2 MS - Ollie and Frank dancing and singing, "WE'RE THE ANSWER TO AN OLD RINGMASTER'S DREAM."

3 MS - "WE'RE THROUGH WITH PLAYING HICK TOWNS, FROM NOW ON IT'S ---"

4 MS - Group of clowns dancing and singing finish of song - "---THE BIG TOWNS, FOR THE GREATEST CLOWNS THE WORLD

HAS EVER SEEN."


5 CU - Clown who says "HERE YOU ARE JOEY, POUR IT IN ME SLIPPER."
____

The dialogue throughout this sequence is not given in full in the draft, but in a shortened (and sometimes very slightly paraphrased) form. Fortunately most of the cut song is included in the draft, and, better yet, Hans has posted up an acetate recording of it, and of the "hit the big boss for a raise" reprise that survived into the film.

Mark Mayerson mentioned that a lot of the film relies on "the principle of contrast", and there's certainly a lot of contrast going from the tear-jerker previous sequence to the clowns laughing it up in their tent. There would have been more of a direct contrast if they had kept these scenes in, as the film would have gone from one song (the lullaby) to another (the clowns' celebration song). Maybe that kind of cut would have been a bit too jarring, though.

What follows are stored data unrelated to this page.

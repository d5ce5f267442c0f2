//! Veto session transition table

use crate::error::VetoError;
use crate::session::VetoStatus;

/// Validate a status transition
///
/// # Errors
/// Returns `VetoError::IllegalTransition` for edges not in the table
pub fn validate_transition(from: VetoStatus, to: VetoStatus) -> Result<(), VetoError> {
    if allowed_transitions(from).contains(&to) {
        Ok(())
    } else {
        Err(VetoError::IllegalTransition { from, to })
    }
}

/// Statuses reachable from `from` in one step
#[must_use]
pub fn allowed_transitions(from: VetoStatus) -> &'static [VetoStatus] {
    use VetoStatus::{Cancelled, Committed, Committing, Expired, Reserved, Vetoed};
    match from {
        Reserved => &[Committing, Vetoed, Expired, Cancelled],
        Committing => &[Committed],
        Expired => &[Committing, Cancelled],
        // Post-commit veto
        Committed => &[Vetoed],
        Vetoed | Cancelled => &[],
    }
}

#[cfg(test)]
mod tests {
    use super::*;
    use proptest::prelude::*;

    fn any_status() -> impl Strategy<Value = VetoStatus> {
        prop_oneof![
            Just(VetoStatus::Reserved),
            Just(VetoStatus::Committing),
            Just(VetoStatus::Committed),
            Just(VetoStatus::Vetoed),
            Just(VetoStatus::Expired),
            Just(VetoStatus::Cancelled),
        ]
    }

    #[test]
    fn reserved_edges() {
        assert!(validate_transition(VetoStatus::Reserved, VetoStatus::Vetoed).is_ok());
        assert!(validate_transition(VetoStatus::Reserved, VetoStatus::Expired).is_ok());
        assert!(validate_transition(VetoStatus::Reserved, VetoStatus::Committed).is_err());
    }

    #[test]
    fn expiry_never_commits_directly() {
        assert!(validate_transition(VetoStatus::Expired, VetoStatus::Committed).is_err());
        assert!(validate_transition(VetoStatus::Expired, VetoStatus::Vetoed).is_err());
        assert!(validate_transition(VetoStatus::Expired, VetoStatus::Committing).is_ok());
    }

    #[test]
    fn terminal_statuses_have_no_exits() {
        assert!(allowed_transitions(VetoStatus::Vetoed).is_empty());
        assert!(allowed_transitions(VetoStatus::Cancelled).is_empty());
    }

    proptest! {
        #[test]
        fn validation_matches_table(from in any_status(), to in any_status()) {
            let res = validate_transition(from, to);
            prop_assert_eq!(res.is_ok(), allowed_transitions(from).contains(&to));
        }

        #[test]
        fn no_status_returns_to_reserved(from in any_status()) {
            prop_assert!(validate_transition(from, VetoStatus::Reserved).is_err());
        }
    }
}
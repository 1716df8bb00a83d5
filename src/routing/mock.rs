use crate::error::SchedulerError;
use crate::routing::{Coordinate, CostMatrix, CostOracle};
use async_trait::async_trait;
use std::sync::atomic::{AtomicUsize, Ordering};

#[derive(Debug, Clone)]
pub enum MockCostBehavior {
    /// Return this matrix regardless of the points.
    Fixed(Vec<Vec<Option<f64>>>),
    /// Straight-line distance in degrees between the points.
    StraightLine,
    /// Fail as an oracle reporting this status would.
    Fail(String),
}

/// In-process cost oracle that counts how often it is queried.
#[derive(Debug)]
pub struct MockCostOracle {
    behavior: MockCostBehavior,
    calls: AtomicUsize,
}

impl MockCostOracle {
    pub fn new(matrix: Vec<Vec<Option<f64>>>) -> Self {
        Self::with_behavior(MockCostBehavior::Fixed(matrix))
    }

    pub fn straight_line() -> Self {
        Self::with_behavior(MockCostBehavior::StraightLine)
    }

    pub fn failing(status: &str) -> Self {
        Self::with_behavior(MockCostBehavior::Fail(status.to_string()))
    }

    pub fn with_behavior(behavior: MockCostBehavior) -> Self {
        Self {
            behavior,
            calls: AtomicUsize::new(0),
        }
    }

    pub fn calls(&self) -> usize {
        self.calls.load(Ordering::SeqCst)
    }
}

#[async_trait]
impl CostOracle for MockCostOracle {
    async fn cost_matrix(&self, points: &[Coordinate]) -> Result<CostMatrix, SchedulerError> {
        self.calls.fetch_add(1, Ordering::SeqCst);
        match &self.behavior {
            MockCostBehavior::Fixed(rows) => CostMatrix::new(rows.clone()),
            MockCostBehavior::StraightLine => CostMatrix::new(
                points
                    .iter()
                    .map(|from| {
                        points
                            .iter()
                            .map(|to| {
                                Some(
                                    (from.latitude - to.latitude)
                                        .hypot(from.longitude - to.longitude),
                                )
                            })
                            .collect()
                    })
                    .collect(),
            ),
            MockCostBehavior::Fail(status) => Err(SchedulerError::RouteCostUnavailable(format!(
                "cost oracle status {status}"
            ))),
        }
    }
}
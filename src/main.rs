use collection_planner::model::ModelRegistry;
use collection_planner::model::store::FileModelStore;
use collection_planner::routing::DistanceMatrixOracle;
use collection_planner::store::InMemoryReadingStore;
use collection_planner::{api, config, state};
use std::sync::Arc;
use tracing::Level;

fn init_tracing(level: Level) {
    let subscriber = tracing_subscriber::fmt()
        .with_target(false)
        .with_max_level(level)
        .finish();
    let _ = tracing::subscriber::set_global_default(subscriber);
}

#[tokio::main]
async fn main() -> Result<(), Box<dyn std::error::Error>> {
    let config = config::load_default()?;
    let level = config.logging.level.parse::<Level>().ok();
    init_tracing(level.unwrap_or(Level::INFO));
    if level.is_none() {
        tracing::warn!(level = %config.logging.level, "Unknown log level, using info");
    }
    tracing::info!(
        config_path = config::DEFAULT_CONFIG_PATH,
        app = %config.app.name,
        "collection planner starting"
    );

    let readings_path = config.readings_path();
    let store = match InMemoryReadingStore::load_from_path(readings_path) {
        Ok(store) => {
            tracing::info!(
                path = %readings_path.display(),
                sensors = store.sensor_count(),
                readings = store.reading_count(),
                "Reading dataset loaded"
            );
            store
        }
        Err(err) => {
            tracing::warn!(path = %readings_path.display(), error = %err, "Failed to load readings, starting empty");
            InMemoryReadingStore::default()
        }
    };

    let model_store = FileModelStore::new(config.model_dir());
    let registry = match ModelRegistry::load_all(&model_store) {
        Ok(registry) => registry,
        Err(err) => {
            tracing::warn!(dir = %model_store.dir().display(), error = %err, "Failed to load models");
            ModelRegistry::new()
        }
    };
    if registry.is_empty() {
        tracing::warn!("No trained models loaded, forecasts will be unavailable");
    }

    let api_key = config.oracle_api_key().unwrap_or_default();
    if api_key.is_empty() {
        tracing::warn!("No [routing].api_key configured, route requests will fail");
    }
    let oracle = DistanceMatrixOracle::new(
        config.oracle_endpoint(),
        api_key,
        config.cost_metric(),
        config.oracle_timeout(),
    )?;

    let state = Arc::new(state::AppState::new(
        Arc::new(store),
        registry,
        Arc::new(oracle),
        config.planner_settings()?,
    ));
    let app = api::router(state);
    let addr = format!("{}:{}", config.server_host(), config.server_port());
    let listener = tokio::net::TcpListener::bind(&addr).await?;
    tracing::info!(%addr, "API server listening");
    axum::serve(listener, app).await?;

    Ok(())
}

And, yes, two of the clowns are identified as "Ollie and Frank". If they really are named after the two animators Frank Thomas and Ollie Johnston, it's very interesting. Neither worked on Dumbo, but would have been occupied on Bambi at the same time. Seems like some light-hearted in-house rivalry. It's also interesting that, so soon after Ollie's promotion to full animator, than he and Frank would already have been seen as some kind of double-act.



Sequence 17: Hiccups and Cure (Draft No. 2) has quite a few differences in the draft, but not much in the way of deleted scenes. Scene 12 is a kind of deleted scene: after Dumbo has swallowed the alcohol-enhanced water, he lets out a hiccup, and the draft mentions a close-up of Timothy saying "OH, I GUESS YOU HAD ONE LITTLE ONE LEFT OVER." However, in the film he is off-screen when he says this.

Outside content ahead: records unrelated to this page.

use crate::routing::RoutedStop;
use crate::series::{RegionId, SensorId};
use serde::{Deserialize, Serialize};

/// A coordinate sent either as a JSON number or as a numeric string.
#[derive(Debug, Clone, Deserialize, PartialEq)]
#[serde(untagged)]
pub enum CoordinateValue {
    Number(f64),
    Text(String),
}

impl CoordinateValue {
    pub fn as_f64(&self) -> Option<f64> {
        match self {
            CoordinateValue::Number(value) => Some(*value),
            CoordinateValue::Text(text) => text.trim().parse().ok(),
        }
    }
}

#[derive(Debug, Clone, Deserialize)]
pub struct RouteRequest {
    pub latitude: CoordinateValue,
    pub longitude: CoordinateValue,
    pub region_id: RegionId,
}

#[derive(Debug, Serialize, PartialEq, Eq, Clone, Copy)]
#[serde(rename_all = "snake_case")]
pub enum RouteStatus {
    Routed,
    NothingUrgent,
    Error,
}

#[derive(Debug, Serialize)]
#[serde(rename_all = "snake_case")]
pub struct RouteSuccessResponse {
    pub status: RouteStatus,
    /// Navigation link, or a note that nothing needs collecting.
    pub message: String,
    #[serde(skip_serializing_if = "Option::is_none")]
    pub stops: Option<Vec<RoutedStop>>,
    #[serde(skip_serializing_if = "Vec::is_empty")]
    pub unreachable: Vec<SensorId>,
    pub next_collection: String,
    pub timestamp: String,
}

#[derive(Debug, Serialize)]
#[serde(rename_all = "snake_case")]
pub struct RouteErrorResponse {
    pub status: RouteStatus,
    pub message: String,
    pub error_code: ErrorCode,
    pub timestamp: String,
}

#[derive(Debug, Serialize)]
#[serde(rename_all = "snake_case")]
pub struct ForecastSuccessResponse {
    pub sensor_id: SensorId,
    pub predicted_timestamp: String,
    pub hours_until_full: f64,
    pub predicted_level: f64,
}

#[derive(Debug, Serialize)]
#[serde(rename_all = "snake_case")]
pub struct SensorLevelResponse {
    pub sensor_id: SensorId,
    pub name: String,
    pub fill_level: f64,
    pub timestamp: String,
}

#[derive(Debug, Serialize)]
#[serde(rename_all = "snake_case")]
pub struct RegionLevelsResponse {
    pub region_id: RegionId,
    pub sensors: Vec<SensorLevelResponse>,
    pub average_fill_level: Option<f64>,
    pub timestamp: String,
}

#[derive(Debug, Serialize, PartialEq, Eq, Clone, Copy)]
#[serde(rename_all = "lowercase")]
pub enum HealthStatus {
    Ok,
    Degraded,
}

#[derive(Debug, Serialize)]
#[serde(rename_all = "snake_case")]
pub struct HealthSuccessResponse {
    pub status: HealthStatus,
    pub models_loaded: usize,
    pub timestamp: String,
}

#[derive(Debug, Serialize)]
#[serde(rename_all = "snake_case")]
pub struct ErrorResponse {
    pub error_code: ErrorCode,
    pub error_message: String,
    pub timestamp: String,
}

#[derive(Debug, Serialize, PartialEq, Eq, Clone, Copy)]
#[serde(rename_all = "SCREAMING_SNAKE_CASE")]
pub enum ErrorCode {
    InvalidRequest,
    InvalidCoordinate,
    RouteCostUnavailable,
    UntrainedModel,
    InsufficientHistory,
    EmptyDataset,
    NoCrossingWithinHorizon,
    StoreUnavailable,
    InternalError,
}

Also, in scene 18, after Timothy emerges from the bucket, the draft has him say "GIGGLE WATER!", evidently in response to his own question about "WHAT KINDA WATER IS THIS ANYHOW?" The question is in the film but the answer isn't.

Mostly, though, we can see the opposite of deleted scenes - scenes which are in the film but not in the draft. I expect Mark Mayerson will cover this when he reaches this sequence in his mosaic.



Sequence 19.2 - Dumbo learns to fly (Final Draft)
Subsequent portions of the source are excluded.